(Material shown):
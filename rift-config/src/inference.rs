use anyhow::{Result, ensure};
use serde::{Deserialize, Serialize};

use crate::constants::inference as defaults;

/// Local inference backend settings.
#[derive(Debug, Clone, PartialEq, Deserialize, Serialize)]
pub struct InferenceConfig {
    /// Master switch; when false every completion request is refused.
    #[serde(default = "InferenceConfig::default_enabled")]
    pub enabled: bool,
    /// Root URL of the Ollama-compatible server (no `/api` suffix needed).
    #[serde(default = "InferenceConfig::default_base_url")]
    pub base_url: String,
    #[serde(default = "InferenceConfig::default_model")]
    pub model: String,
    #[serde(default)]
    pub system_prompt: Option<String>,
    /// Upper bound on prompt length, counted in characters.
    #[serde(default = "InferenceConfig::default_max_prompt_chars")]
    pub max_prompt_chars: usize,
    #[serde(default = "InferenceConfig::default_connect_timeout_seconds")]
    pub connect_timeout_seconds: u64,
    #[serde(default)]
    pub options: GenerationOptions,
}

impl Default for InferenceConfig {
    fn default() -> Self {
        Self {
            enabled: Self::default_enabled(),
            base_url: Self::default_base_url(),
            model: Self::default_model(),
            system_prompt: None,
            max_prompt_chars: Self::default_max_prompt_chars(),
            connect_timeout_seconds: Self::default_connect_timeout_seconds(),
            options: GenerationOptions::default(),
        }
    }
}

impl InferenceConfig {
    const fn default_enabled() -> bool {
        true
    }

    fn default_base_url() -> String {
        defaults::DEFAULT_BASE_URL.to_string()
    }

    fn default_model() -> String {
        defaults::DEFAULT_MODEL.to_string()
    }

    const fn default_max_prompt_chars() -> usize {
        defaults::DEFAULT_MAX_PROMPT_CHARS
    }

    const fn default_connect_timeout_seconds() -> u64 {
        defaults::DEFAULT_CONNECT_TIMEOUT_SECONDS
    }

    pub fn validate(&self) -> Result<()> {
        let base_url = self.base_url.trim();
        ensure!(
            base_url.starts_with("http://") || base_url.starts_with("https://"),
            "inference.base_url must be an http(s) URL, got `{}`",
            self.base_url
        );
        ensure!(
            !self.model.trim().is_empty(),
            "inference.model must not be empty"
        );
        ensure!(
            self.max_prompt_chars > 0,
            "inference.max_prompt_chars must be at least 1"
        );
        ensure!(
            self.connect_timeout_seconds > 0,
            "inference.connect_timeout_seconds must be at least 1"
        );
        self.options.validate()
    }
}

/// Sampling options forwarded verbatim in the request's `options` object.
#[derive(Debug, Clone, PartialEq, Deserialize, Serialize)]
pub struct GenerationOptions {
    #[serde(default = "GenerationOptions::default_temperature")]
    pub temperature: f32,
    #[serde(default = "GenerationOptions::default_top_p")]
    pub top_p: f32,
    #[serde(default = "GenerationOptions::default_num_ctx")]
    pub num_ctx: u32,
    #[serde(default = "GenerationOptions::default_repeat_penalty")]
    pub repeat_penalty: f32,
}

impl Default for GenerationOptions {
    fn default() -> Self {
        Self {
            temperature: Self::default_temperature(),
            top_p: Self::default_top_p(),
            num_ctx: Self::default_num_ctx(),
            repeat_penalty: Self::default_repeat_penalty(),
        }
    }
}

impl GenerationOptions {
    const fn default_temperature() -> f32 {
        defaults::DEFAULT_TEMPERATURE
    }

    const fn default_top_p() -> f32 {
        defaults::DEFAULT_TOP_P
    }

    const fn default_num_ctx() -> u32 {
        defaults::DEFAULT_NUM_CTX
    }

    const fn default_repeat_penalty() -> f32 {
        defaults::DEFAULT_REPEAT_PENALTY
    }

    fn validate(&self) -> Result<()> {
        ensure!(
            (0.0..=2.0).contains(&self.temperature),
            "inference.options.temperature must be between 0.0 and 2.0"
        );
        ensure!(
            self.top_p > 0.0 && self.top_p <= 1.0,
            "inference.options.top_p must be in (0.0, 1.0]"
        );
        ensure!(
            self.num_ctx >= 256,
            "inference.options.num_ctx must be at least 256"
        );
        Ok(())
    }
}
use std::process::ExitCode;

use anyhow::Result;
use rift::ControlPlane;

pub mod args;
mod ask;
mod models;
mod run;
mod tools;

use args::Commands;

pub async fn dispatch(plane: &ControlPlane, command: Commands) -> Result<ExitCode> {
    match command {
        Commands::Tools { json } => tools::handle_tools_command(plane, json),
        Commands::Run {
            tool,
            args,
            poll_ms,
            json,
        } => {
            let options = run::RunCommandOptions { poll_ms, json };
            run::handle_run_command(plane, &tool, &args, options).await
        }
        Commands::Ask { channel, prompt } => {
            ask::handle_ask_command(plane, &channel, &prompt.join(" ")).await
        }
        Commands::Models { json } => models::handle_models_command(plane, json).await,
    }
}
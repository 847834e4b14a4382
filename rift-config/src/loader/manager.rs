use std::fs;
use std::path::{Path, PathBuf};

use anyhow::{Context, Result};

use crate::constants;
use crate::loader::config::RiftConfig;
use crate::loader::env::env_overrides;
use crate::loader::layers::{ConfigLayerEntry, ConfigLayerSource, ConfigLayerStack};
use crate::loader::paths::ConfigPaths;

/// Loads, merges and validates configuration layers.
#[derive(Debug, Clone)]
pub struct ConfigManager {
    pub(crate) config: RiftConfig,
    workspace_root: Option<PathBuf>,
    pub(crate) layer_stack: ConfigLayerStack,
}

impl ConfigManager {
    /// Load configuration from the default locations.
    pub fn load() -> Result<Self> {
        if let Ok(config_path) = std::env::var(constants::env::CONFIG_PATH) {
            let trimmed = config_path.trim();
            if !trimmed.is_empty() {
                return Self::load_from_file(trimmed).with_context(|| {
                    format!(
                        "Failed to load configuration from {}={trimmed}",
                        constants::env::CONFIG_PATH
                    )
                });
            }
        }

        if let Ok(workspace_path) = std::env::var(constants::env::WORKSPACE) {
            let trimmed = workspace_path.trim();
            if !trimmed.is_empty() {
                return Self::load_from_workspace(trimmed).with_context(|| {
                    format!(
                        "Failed to load configuration from {}={trimmed}",
                        constants::env::WORKSPACE
                    )
                });
            }
        }

        Self::load_from_workspace(std::env::current_dir()?)
    }

    /// Load system, user and `<workspace>/rift.toml` layers plus environment overrides.
    pub fn load_from_workspace(workspace: impl AsRef<Path>) -> Result<Self> {
        Self::load_with(
            &ConfigPaths::discover(),
            workspace.as_ref(),
            |key| std::env::var(key).ok(),
        )
    }

    /// Load system and user layers, then `path` as the highest file layer.
    ///
    /// Unlike the discovered layers, the explicit file must exist and parse.
    pub fn load_from_file(path: impl AsRef<Path>) -> Result<Self> {
        let path = path.as_ref();
        let mut layer_stack = ConfigLayerStack::default();
        Self::push_optional_layers(&mut layer_stack, &ConfigPaths::discover());

        let toml = Self::load_toml_from_file(path)?;
        layer_stack.push(ConfigLayerEntry::new(
            ConfigLayerSource::Workspace {
                file: path.to_path_buf(),
            },
            toml,
        ));
        Self::push_env_layer(&mut layer_stack, |key| std::env::var(key).ok());

        let workspace_root = path.parent().map(Path::to_path_buf);
        Self::from_layers(layer_stack, workspace_root)
    }

    /// Fully parameterised loader used by the public constructors and tests.
    pub fn load_with<F>(paths: &ConfigPaths, workspace: &Path, env_lookup: F) -> Result<Self>
    where
        F: Fn(&str) -> Option<String>,
    {
        let mut layer_stack = ConfigLayerStack::default();
        Self::push_optional_layers(&mut layer_stack, paths);

        let workspace_config = workspace.join(constants::CONFIG_FILE_NAME);
        if workspace_config.exists() {
            let toml = Self::load_toml_from_file(&workspace_config)?;
            layer_stack.push(ConfigLayerEntry::new(
                ConfigLayerSource::Workspace {
                    file: workspace_config,
                },
                toml,
            ));
        }

        Self::push_env_layer(&mut layer_stack, env_lookup);
        Self::from_layers(layer_stack, Some(workspace.to_path_buf()))
    }

    fn push_optional_layers(layer_stack: &mut ConfigLayerStack, paths: &ConfigPaths) {
        let candidates = [
            paths
                .system
                .clone()
                .map(|file| ConfigLayerSource::System { file }),
            paths
                .user
                .clone()
                .map(|file| ConfigLayerSource::User { file }),
        ];

        for source in candidates.into_iter().flatten() {
            let Some(file) = source.file().cloned() else {
                continue;
            };
            if !file.exists() {
                continue;
            }
            match Self::load_toml_from_file(&file) {
                Ok(toml) => layer_stack.push(ConfigLayerEntry::new(source, toml)),
                Err(err) => {
                    tracing::warn!(path = %file.display(), error = %err, "skipping unreadable config layer");
                }
            }
        }
    }

    fn push_env_layer<F>(layer_stack: &mut ConfigLayerStack, env_lookup: F)
    where
        F: Fn(&str) -> Option<String>,
    {
        if let Some(table) = env_overrides(env_lookup) {
            layer_stack.push(ConfigLayerEntry::new(
                ConfigLayerSource::Environment,
                toml::Value::Table(table),
            ));
        }
    }

    fn from_layers(layer_stack: ConfigLayerStack, workspace_root: Option<PathBuf>) -> Result<Self> {
        let config = Self::evaluate(&layer_stack)?;
        Ok(Self {
            config,
            workspace_root,
            layer_stack,
        })
    }

    pub(crate) fn evaluate(layer_stack: &ConfigLayerStack) -> Result<RiftConfig> {
        let config: RiftConfig = if layer_stack.layers().is_empty() {
            RiftConfig::default()
        } else {
            layer_stack
                .effective_config()
                .try_into()
                .context("Failed to deserialize effective configuration")?
        };

        config
            .validate()
            .context("Configuration failed validation")?;
        Ok(config)
    }

    fn load_toml_from_file(path: &Path) -> Result<toml::Value> {
        let content = fs::read_to_string(path)
            .with_context(|| format!("Failed to read config file: {}", path.display()))?;
        let value: toml::Value = toml::from_str(&content)
            .with_context(|| format!("Failed to parse config file: {}", path.display()))?;
        Ok(value)
    }

    pub fn config(&self) -> &RiftConfig {
        &self.config
    }

    pub fn into_config(self) -> RiftConfig {
        self.config
    }

    pub fn layer_stack(&self) -> &ConfigLayerStack {
        &self.layer_stack
    }

    /// Highest-precedence file that contributed to the configuration.
    pub fn config_path(&self) -> Option<&Path> {
        self.layer_stack.last_file().map(PathBuf::as_path)
    }

    pub fn workspace_root(&self) -> Option<&Path> {
        self.workspace_root.as_deref()
    }
}
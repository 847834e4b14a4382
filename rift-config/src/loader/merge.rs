use toml::Value as TomlValue;

/// Merge `overlay` into `base` and return the dotted keys whose existing
/// values were replaced.
///
/// Tables merge key by key. Arrays are not concatenated: a layer that sets
/// `tools.allowed` owns the whole list.
pub fn merge_toml_values(base: &mut TomlValue, overlay: &TomlValue) -> Vec<String> {
    let mut replaced = Vec::new();
    merge_at(base, overlay, "", &mut replaced);
    replaced
}

fn merge_at(base: &mut TomlValue, overlay: &TomlValue, path: &str, replaced: &mut Vec<String>) {
    match (base, overlay) {
        (TomlValue::Table(base_table), TomlValue::Table(overlay_table)) => {
            for (key, value) in overlay_table {
                let child = if path.is_empty() {
                    key.clone()
                } else {
                    format!("{path}.{key}")
                };
                match base_table.get_mut(key) {
                    Some(existing) => merge_at(existing, value, &child, replaced),
                    None => {
                        base_table.insert(key.clone(), value.clone());
                    }
                }
            }
        }
        (slot, value) => {
            if !path.is_empty() && *slot != *value {
                replaced.push(path.to_string());
            }
            *slot = value.clone();
        }
    }
}
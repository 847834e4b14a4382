//! Incremental decoder for newline-delimited JSON completion streams.
//!
//! Lines are assembled at the byte level, so a multi-byte UTF-8 sequence split
//! across two network chunks is decoded once the line is complete.

use serde::Deserialize;

/// Decoded item from the backend stream.
#[derive(Debug, Clone, PartialEq, Eq)]
pub enum StreamEvent {
    Token(String),
    /// The backend sent its `done` sentinel.
    Done,
    /// The backend reported an error in-band.
    Error(String),
}

#[derive(Debug, Default, Deserialize)]
struct Frame {
    #[serde(default)]
    response: Option<String>,
    #[serde(default)]
    message: Option<MessageFrame>,
    #[serde(default)]
    done: bool,
    #[serde(default)]
    error: Option<String>,
}

#[derive(Debug, Default, Deserialize)]
struct MessageFrame {
    #[serde(default)]
    content: Option<String>,
}

#[derive(Debug, Default)]
pub struct NdjsonDecoder {
    buffer: Vec<u8>,
    finished: bool,
}

impl NdjsonDecoder {
    pub fn new() -> Self {
        Self::default()
    }

    /// True once `Done` or `Error` has been produced; later input is ignored.
    pub fn is_finished(&self) -> bool {
        self.finished
    }

    /// Bytes held back waiting for a newline.
    pub fn pending(&self) -> usize {
        self.buffer.len()
    }

    pub fn push(&mut self, bytes: &[u8]) -> Vec<StreamEvent> {
        if self.finished || bytes.is_empty() {
            return Vec::new();
        }
        self.buffer.extend_from_slice(bytes);

        let mut events = Vec::new();
        while !self.finished {
            let Some(newline) = self.buffer.iter().position(|&b| b == b'\n') else {
                break;
            };
            let line: Vec<u8> = self.buffer.drain(..=newline).collect();
            self.process_line(&line, &mut events);
        }
        if self.finished {
            self.buffer.clear();
        }
        events
    }

    /// Flush a trailing line that had no newline at end of stream.
    pub fn finish(&mut self) -> Vec<StreamEvent> {
        let line = std::mem::take(&mut self.buffer);
        let mut events = Vec::new();
        if !self.finished {
            self.process_line(&line, &mut events);
        }
        events
    }

    fn process_line(&mut self, line: &[u8], events: &mut Vec<StreamEvent>) {
        let content = line.trim_ascii();
        if content.is_empty() {
            return;
        }

        let frame: Frame = match serde_json::from_slice(content) {
            Ok(frame) => frame,
            Err(err) => {
                tracing::debug!(error = %err, bytes = content.len(), "skipping malformed stream line");
                return;
            }
        };

        if let Some(message) = frame.error {
            self.finished = true;
            events.push(StreamEvent::Error(message));
            return;
        }

        let text = frame
            .response
            .or_else(|| frame.message.and_then(|message| message.content));
        if let Some(text) = text
            && !text.is_empty()
        {
            events.push(StreamEvent::Token(text));
        }

        if frame.done {
            self.finished = true;
            events.push(StreamEvent::Done);
        }
    }
}
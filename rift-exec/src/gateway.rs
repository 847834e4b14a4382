//! Tool invocation: gate, spawn, register, observe.

use std::path::PathBuf;
use std::sync::Arc;
use std::time::Duration;

use rift_config::ToolsConfig;
use rift_config::constants::tools as defaults;
use tokio::io::{AsyncRead, BufReader};
use tokio::process::Child;
use tokio::runtime::Handle;
use tokio::task::JoinHandle;

use crate::error::ExecError;
use crate::execution::{ExecutionId, OutputStream};
use crate::pipe::{PipeSpawnOptions, spawn_piped};
use crate::policy::ToolPolicy;
use crate::process_group::ProcessGroupTerminator;
use crate::registry::ExecutionRegistry;
use crate::stream::{ReadLineResult, chunk_from_line, read_line_with_limit};

#[derive(Debug, Clone, PartialEq, Eq)]
pub struct GatewayOptions {
    pub working_dir: Option<PathBuf>,
    pub max_line_bytes: usize,
    pub kill_grace: Duration,
    pub output_drain: Duration,
}

impl Default for GatewayOptions {
    fn default() -> Self {
        Self {
            working_dir: None,
            max_line_bytes: defaults::DEFAULT_MAX_LINE_BYTES,
            kill_grace: Duration::from_millis(defaults::DEFAULT_KILL_GRACE_MS),
            output_drain: Duration::from_millis(defaults::DEFAULT_OUTPUT_DRAIN_MS),
        }
    }
}

impl From<&ToolsConfig> for GatewayOptions {
    fn from(config: &ToolsConfig) -> Self {
        Self {
            working_dir: config.working_dir.clone(),
            max_line_bytes: config.max_line_bytes,
            kill_grace: Duration::from_millis(config.kill_grace_ms),
            output_drain: Duration::from_millis(config.output_drain_ms),
        }
    }
}

/// Split a raw argument string on whitespace, dropping empty tokens.
///
/// No quoting or shell expansion is applied.
pub fn split_args(raw: &str) -> Vec<String> {
    raw.split_whitespace().map(str::to_string).collect()
}

/// Launches allowed tools and wires their output into the registry.
pub struct ToolGateway {
    policy: Arc<dyn ToolPolicy>,
    registry: Arc<ExecutionRegistry>,
    options: GatewayOptions,
}

impl ToolGateway {
    pub fn new(
        policy: Arc<dyn ToolPolicy>,
        registry: Arc<ExecutionRegistry>,
        options: GatewayOptions,
    ) -> Self {
        Self {
            policy,
            registry,
            options,
        }
    }

    pub fn policy(&self) -> &Arc<dyn ToolPolicy> {
        &self.policy
    }

    pub fn registry(&self) -> &Arc<ExecutionRegistry> {
        &self.registry
    }

    /// Start `tool` with whitespace-split `args` and return without waiting.
    ///
    /// A rejected tool spawns nothing. A failed spawn leaves no registry entry.
    pub fn invoke(&self, tool: &str, args: &str) -> Result<ExecutionId, ExecError> {
        if !self.policy.permit(tool) {
            tracing::warn!(tool, "rejected tool outside the allow-list");
            return Err(ExecError::Forbidden {
                tool: tool.to_string(),
            });
        }

        let runtime = Handle::try_current().map_err(|err| ExecError::SpawnFailed {
            tool: tool.to_string(),
            source: std::io::Error::other(err),
        })?;

        let args = split_args(args);
        let opts = PipeSpawnOptions::new(tool)
            .args(args.iter().cloned())
            .cwd(self.options.working_dir.clone());
        let spawned = spawn_piped(&opts).map_err(|source| {
            tracing::warn!(tool, error = %source, "tool spawn failed");
            ExecError::SpawnFailed {
                tool: tool.to_string(),
                source,
            }
        })?;

        let id = self.registry.create(tool, args);
        self.registry.attach_terminator(
            id.as_str(),
            Box::new(ProcessGroupTerminator::new(
                spawned.pid,
                self.options.kill_grace,
                runtime.clone(),
            )),
        );
        tracing::info!(execution = %id, tool, pid = spawned.pid, "tool started");

        let stdout = runtime.spawn(observe_output(
            Arc::clone(&self.registry),
            id.clone(),
            OutputStream::Stdout,
            spawned.stdout,
            self.options.max_line_bytes,
        ));
        let stderr = runtime.spawn(observe_output(
            Arc::clone(&self.registry),
            id.clone(),
            OutputStream::Stderr,
            spawned.stderr,
            self.options.max_line_bytes,
        ));
        runtime.spawn(observe_exit(
            Arc::clone(&self.registry),
            id.clone(),
            spawned.child,
            [stdout, stderr],
            self.options.output_drain,
        ));

        Ok(id)
    }
}

async fn observe_output<R>(
    registry: Arc<ExecutionRegistry>,
    id: ExecutionId,
    stream: OutputStream,
    pipe: R,
    max_line_bytes: usize,
) where
    R: AsyncRead + Unpin,
{
    let mut reader = BufReader::new(pipe);
    let mut buf = Vec::new();
    loop {
        match read_line_with_limit(&mut reader, &mut buf, max_line_bytes).await {
            Ok(ReadLineResult::Line(line)) => {
                registry.append_output(id.as_str(), stream, chunk_from_line(&line));
            }
            Ok(ReadLineResult::Truncated(line)) => {
                tracing::debug!(execution = %id, stream = stream.as_str(), max_line_bytes, "output line truncated");
                registry.append_output(id.as_str(), stream, chunk_from_line(&line));
            }
            Ok(ReadLineResult::Eof) => break,
            Err(err) if err.kind() == std::io::ErrorKind::Interrupted => {}
            Err(err) => {
                tracing::debug!(execution = %id, stream = stream.as_str(), error = %err, "output pipe read failed");
                break;
            }
        }
    }
}

async fn observe_exit(
    registry: Arc<ExecutionRegistry>,
    id: ExecutionId,
    mut child: Child,
    readers: [JoinHandle<()>; 2],
    drain: Duration,
) {
    let exit_code = match child.wait().await {
        // Signal-terminated processes have no code.
        Ok(status) => status.code().unwrap_or(-1),
        Err(err) => {
            tracing::warn!(execution = %id, error = %err, "failed to wait for tool");
            -1
        }
    };

    // Background children may inherit the pipes and keep them open past exit.
    let deadline = tokio::time::Instant::now() + drain;
    for mut reader in readers {
        match tokio::time::timeout_at(deadline, &mut reader).await {
            Ok(Ok(())) => {}
            Ok(Err(err)) => {
                tracing::debug!(execution = %id, error = %err, "output observer aborted");
            }
            Err(_) => {
                tracing::debug!(execution = %id, drain_ms = drain.as_millis(), "output pipe still open after exit, abandoning");
                reader.abort();
            }
        }
    }

    registry.complete(id.as_str(), exit_code);
}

(What is being asked):
For the listing above, print only the lines starting at the line containing "if let Some(table)" and ending at the line containing "pub(crate) fn evaluate(layer_stack: &ConfigLayerStack)", exactly, both included.

(Task response):
        if let Some(table) = env_overrides(env_lookup) {
            layer_stack.push(ConfigLayerEntry::new(
                ConfigLayerSource::Environment,
                toml::Value::Table(table),
            ));
        }
    }

    fn from_layers(layer_stack: ConfigLayerStack, workspace_root: Option<PathBuf>) -> Result<Self> {
        let config = Self::evaluate(&layer_stack)?;
        Ok(Self {
            config,
            workspace_root,
            layer_stack,
        })
    }

    pub(crate) fn evaluate(layer_stack: &ConfigLayerStack) -> Result<RiftConfig> {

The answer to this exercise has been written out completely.